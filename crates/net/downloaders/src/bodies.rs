use crate::stats::{PeerStats, RequestType};
use futures_util::{stream::FuturesUnordered, StreamExt};
use rbtp_interfaces::{
    consensus::ConsensusError,
    p2p::{
        bodies::BodiesClient,
        download::DownloadClient,
        error::{DownloadError, DownloadResult},
    },
};
use rbtp_primitives::{BlockBody, SealedBlock, SealedHeader, B256};
use rbtp_trie::root::{calculate_ommers_hash, calculate_transaction_root};
use std::{collections::VecDeque, sync::Arc, time::Instant};
use tokio_util::sync::CancellationToken;
use tracing::trace;

/// Smallest body batch a peer is asked for.
const MIN_BODIES_BATCH: usize = 16;

/// Largest body batch a peer is asked for.
const MAX_BODIES_BATCH: usize = 128;

/// Parallel body requests in flight.
const MAX_CONCURRENT_REQUESTS: usize = 8;

/// Attempts per block before the download gives up.
const MAX_ROUNDS: usize = 64;

/// Downloads block bodies for validated headers, delivering complete
/// blocks in ascending order.
#[derive(Debug)]
pub struct BodiesSync<B> {
    client: Arc<B>,
    stats: Arc<PeerStats>,
}

impl<B: BodiesClient> BodiesSync<B> {
    /// Creates the bodies downloader.
    pub fn new(client: Arc<B>, stats: Arc<PeerStats>) -> Self {
        Self { client, stats }
    }

    /// Fetches the bodies for `headers`, validating every body against its
    /// header commitments. Headers without transactions and ommers are
    /// completed locally.
    pub async fn download(
        &self,
        headers: &[SealedHeader],
        cancel: &CancellationToken,
    ) -> DownloadResult<Vec<SealedBlock>> {
        let mut blocks: Vec<Option<SealedBlock>> = headers
            .iter()
            .map(|header| {
                header.is_empty().then(|| SealedBlock {
                    header: header.clone(),
                    body: Vec::new(),
                    ommers: Vec::new(),
                })
            })
            .collect();

        // indices of headers that still need a body
        let mut missing: VecDeque<usize> =
            (0..headers.len()).filter(|index| blocks[*index].is_none()).collect();

        let mut rounds = 0usize;
        while !missing.is_empty() {
            if cancel.is_cancelled() {
                return Err(DownloadError::Cancelled)
            }
            rounds += 1;
            if rounds > MAX_ROUNDS {
                return Err(DownloadError::EmptyResponse)
            }

            let concurrency =
                self.client.num_connected_peers().clamp(1, MAX_CONCURRENT_REQUESTS);
            let mut requests = FuturesUnordered::new();
            for _ in 0..concurrency {
                if missing.is_empty() {
                    break
                }
                let batch: Vec<usize> = missing
                    .drain(..missing.len().min(MAX_BODIES_BATCH))
                    .collect();
                let hashes: Vec<B256> =
                    batch.iter().map(|index| headers[*index].hash()).collect();
                let client = Arc::clone(&self.client);
                requests.push(async move {
                    let started = Instant::now();
                    let result = client.get_block_bodies(hashes).await;
                    (batch, result, started.elapsed())
                });
            }

            while let Some((batch, result, elapsed)) = requests.next().await {
                match result {
                    Ok(response) => {
                        let (peer, bodies) = response.split();
                        self.stats.record(peer, RequestType::Bodies, bodies.len(), elapsed);
                        let leftover =
                            self.assign(headers, &mut blocks, &batch, bodies, peer)?;
                        missing.extend(leftover);
                    }
                    Err(err) => {
                        trace!(target: "downloaders::bodies", %err, "Bodies request failed");
                        missing.extend(batch);
                    }
                }
            }
        }

        Ok(blocks.into_iter().map(|block| block.expect("all assigned")).collect())
    }

    /// Matches returned bodies to their headers by the roots they commit
    /// to; peers answer with the subset they have, so position alone is not
    /// authoritative. Unmatched indices are handed back for rescheduling.
    fn assign(
        &self,
        headers: &[SealedHeader],
        blocks: &mut [Option<SealedBlock>],
        batch: &[usize],
        bodies: Vec<BlockBody>,
        peer: rbtp_primitives::PeerId,
    ) -> DownloadResult<Vec<usize>> {
        let mut pending: Vec<usize> = batch.to_vec();

        for body in bodies {
            let transactions_root = calculate_transaction_root(&body.transactions);
            let ommers_hash = calculate_ommers_hash(&body.ommers);

            let matched = pending.iter().position(|&index| {
                let header = &headers[index];
                header.transactions_root == transactions_root &&
                    header.ommers_hash == ommers_hash
            });
            match matched {
                Some(position) => {
                    let index = pending.swap_remove(position);
                    blocks[index] = Some(SealedBlock {
                        header: headers[index].clone(),
                        body: body.transactions,
                        ommers: body.ommers,
                    });
                }
                None => {
                    // a body nobody asked for does not validate against any
                    // requested header
                    self.client.report_bad_message(peer);
                    return Err(DownloadError::BodyValidation {
                        hash: headers[batch[0]].hash(),
                        error: ConsensusError::BodyTransactionRootDiff(
                            (transactions_root, headers[batch[0]].transactions_root).into(),
                        ),
                    })
                }
            }
        }

        Ok(pending)
    }
}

==========

**Try it:** Only one stretch of the data above is needed. Restate it word for word, from the line containing "body against its" through the line containing "return Err(DownloadError::Cancelled)", both ends included.

**Your response:**
    /// Fetches the bodies for `headers`, validating every body against its
    /// header commitments. Headers without transactions and ommers are
    /// completed locally.
    pub async fn download(
        &self,
        headers: &[SealedHeader],
        cancel: &CancellationToken,
    ) -> DownloadResult<Vec<SealedBlock>> {
        let mut blocks: Vec<Option<SealedBlock>> = headers
            .iter()
            .map(|header| {
                header.is_empty().then(|| SealedBlock {
                    header: header.clone(),
                    body: Vec::new(),
                    ommers: Vec::new(),
                })
            })
            .collect();

        // indices of headers that still need a body
        let mut missing: VecDeque<usize> =
            (0..headers.len()).filter(|index| blocks[*index].is_none()).collect();

        let mut rounds = 0usize;
        while !missing.is_empty() {
            if cancel.is_cancelled() {
                return Err(DownloadError::Cancelled)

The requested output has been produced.